> _DATA TO EXAMINE_
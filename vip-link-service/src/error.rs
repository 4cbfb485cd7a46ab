//! Error taxonomy for the link service.

use thiserror::Error;

#[derive(Debug, Error)]
pub enum ServiceError {
    /// A referenced identity does not exist where existence was required.
    /// Linking operations recover from this locally and report a no-op.
    #[error("not found: {0}")]
    NotFound(String),

    /// A uniqueness invariant would be violated by a non-replaceable write.
    /// Surfaced to callers as retryable.
    #[error("conflict: {0}")]
    Conflict(String),

    /// The webhook event header does not parse into a known shape.
    #[error("malformed event header: {0}")]
    MalformedEvent(String),

    /// The header parses but maps to no handled event kind.
    #[error("unmatched event: {0}")]
    Unmatched(String),

    /// Accrual was asked to apply a negative duration.
    #[error("invalid duration: {0} seconds")]
    InvalidDuration(i64),

    /// Upstream read/write failed after retry.
    #[error("upstream unavailable: {0}")]
    UpstreamUnavailable(String),

    #[error("database error: {0}")]
    Database(String),
}

impl From<rusqlite::Error> for ServiceError {
    fn from(e: rusqlite::Error) -> Self {
        match e {
            rusqlite::Error::SqliteFailure(err, ref msg)
                if err.code == rusqlite::ErrorCode::ConstraintViolation =>
            {
                ServiceError::Conflict(
                    msg.clone().unwrap_or_else(|| "uniqueness violation".to_string()),
                )
            }
            other => ServiceError::Database(other.to_string()),
        }
    }
}

pub type ServiceResult<T> = Result<T, ServiceError>;
use std::env;

#[derive(Clone)]
pub struct Config {
    pub port: u16,
    pub database_path: String,
    pub crcon_url: String,
    pub crcon_api_key: String,
    pub crcon_server_number: i64,
}

impl Config {
    pub fn from_env() -> Self {
        Self {
            port: env::var("VIP_LINK_PORT")
                .unwrap_or_else(|_| "9103".to_string())
                .parse()
                .expect("VIP_LINK_PORT must be a valid number"),
            database_path: env::var("VIP_LINK_DB_PATH")
                .unwrap_or_else(|_| "./vip_link.db".to_string()),
            crcon_url: env::var("CRCON_URL").expect("CRCON_URL must be set"),
            crcon_api_key: env::var("CRCON_API_KEY").expect("CRCON_API_KEY must be set"),
            crcon_server_number: env::var("CRCON_SERVER_NUMBER")
                .unwrap_or_else(|_| "1".to_string())
                .parse()
                .expect("CRCON_SERVER_NUMBER must be a valid number"),
        }
    }
}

> _TASK INSTRUCTIONS_
Write out the records above exactly, from the opening line to the line with "report a no-op.", including both, with nothing added.

> _RESPONSE BELOW_
filename vip-link-service/src/error.rs
repository 4cbfb485cd7a46ab
//! Error taxonomy for the link service.

use thiserror::Error;

#[derive(Debug, Error)]
pub enum ServiceError {
    /// A referenced identity does not exist where existence was required.
    /// Linking operations recover from this locally and report a no-op.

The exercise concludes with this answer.